In Aguararenta schlief man am Tage und war wach des Nachts. Als der Vater dorthin kam, trank man Maisbier. Ururuti brachte ihn nach dem Hause seines Schwiegersohnes. Er redete seine Tochter an, sie antwortete ihm aber nicht. Sie sah nicht wie ein Mensch aus. Wieder redete er sie an, er bekam aber keine Antwort. Er ging nun zu Ururuti, der ihn nach Hause brachte. Weder er noch seine Frau beweinten die tote Tochter.

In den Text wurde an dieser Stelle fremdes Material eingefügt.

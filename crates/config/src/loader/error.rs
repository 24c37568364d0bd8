//! Error types for configuration loading.
//!
//! Responsibilities:
//! - Define error variants for all configuration loading failures.
//!
//! Invariants:
//! - All error variants include context for debugging (variable names, paths, etc.).
//! - Dotenv errors NEVER include raw .env line contents to prevent secret leakage.

use std::io::ErrorKind;
use std::path::PathBuf;
use thiserror::Error;

/// Errors that can occur during configuration loading.
#[derive(Error, Debug)]
pub enum ConfigError {
    #[error("Missing required environment variable: {0}")]
    MissingEnvVar(String),

    #[error("Invalid value for {var}: {message}")]
    InvalidValue { var: String, message: String },

    #[error("invalid timeout: {message}")]
    InvalidTimeout { message: String },

    #[error("invalid max retries: {message}")]
    InvalidMaxRetries { message: String },

    #[error("invalid watch retry interval: {message}")]
    InvalidWatchRetryInterval { message: String },

    #[error("Failed to read default watcher actions file at {path}")]
    DefaultActionsRead {
        path: PathBuf,
        #[source]
        source: std::io::Error,
    },

    #[error("Failed to parse default watcher actions file at {path}")]
    DefaultActionsParse {
        path: PathBuf,
        #[source]
        source: serde_json::Error,
    },

    #[error("Default watcher actions file at {path} must contain a JSON object")]
    DefaultActionsNotObject { path: PathBuf },

    /// Failed to parse the `.env` file due to invalid syntax.
    ///
    /// SAFETY: This error only includes the byte index of the parse failure,
    /// NOT the offending line content, to prevent leaking secrets.
    #[error(
        "Failed to parse .env file at position {error_index}. Hint: set DOTENV_DISABLED=1 to skip .env loading"
    )]
    DotenvParse { error_index: usize },

    /// Failed to read the `.env` file due to an I/O error.
    #[error("Failed to read .env file: {kind}")]
    DotenvIo { kind: ErrorKind },

    /// Unknown dotenv error (future variants from dotenvy crate).
    #[error("Failed to load .env file. Hint: set DOTENV_DISABLED=1 to skip .env loading")]
    DotenvUnknown,
}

Am folgenden Tage starb der Vater.

Version 2. Erzählt von Batirayu. Es war eine Frau, deren Mann gestorben war. In der Nacht kam er zu ihr in der Gestalt eines Mannes und schlief bei ihr. Er bat sie, mit ihm nach seinem Dorfe Aguararenta zu kommen. Sie folgte ihm. Als sie unweit des Dorfes kamen, hörten sie Gesang und Tanz. Sie ging mit ihrem Mann nach dem Marktplatz, wo ein großes Trinkgelage stattfand. Sie sah dort viele Tote, die sie kannte. Die Toten hatten jedoch Angst vor ihr und hielten sich fern von ihr. Sie blieb dort, bis es Morgen wurde. Da verschwanden alle Hütten, und sie befand sich auf einer Ebene voller Fuchsspuren. Ihr Mann verwandelte sich in eine Ratte (angúya). Sie blieb dort den ganzen Tag, auf dem Stamm einer Algarrobo sitzend. Als es finster wurde, kamen die Menschen wieder und es fand dort ein großes Trinkgelage statt. Am Morgen sagten die Toten: „chéahata húirasécuera (ich gehe als Baumstamm), chéahata augúyara (ich gehe als Ratte), chéahata kárakárara (ich gehe als Geier), chéahata águarára (ich gehe als Fuchs), chéahata ándirára (ich gehe als Fledermaus)“ usw. Sie kehrte nach Hause zurück. Ihr Mann sagte, er werde kommen, um sie zu holen. Nach drei Tagen war sie tot. Sie war ihrem Mann nach Aguararenta gefolgt.

Der Chiriguanohäuptling Maringay erzählte mir von einem Mann, der am Wege eingeschlafen war. In der Nacht kam seine tote Frau zu ihm, und er schlief bei ihr. Als er erwachte, war sie verschwunden. Er nahm das im Schlaf Erlebte als Wirklichkeit an. Bei den Chanés und Chiriguanos ist der Glaube an ein jenseitiges Leben, wie bei anderen Indianern, auf Träume gegründet. Sie treffen im Traume einen Toten, sie besuchen im Traume das Totenreich. Es ist indessen unrichtig zu sagen, daß die Indianer an ein Leben im Jenseits glauben. Er weiß, daß es ein solches gibt, denn Lebende haben die Toten gesehen, haben mit ihnen der Liebe gepflogen, haben Maisbier mit ihnen getrunken, haben sie sich in Füchse, Ratten, Baumstämme usw. verwandeln sehen.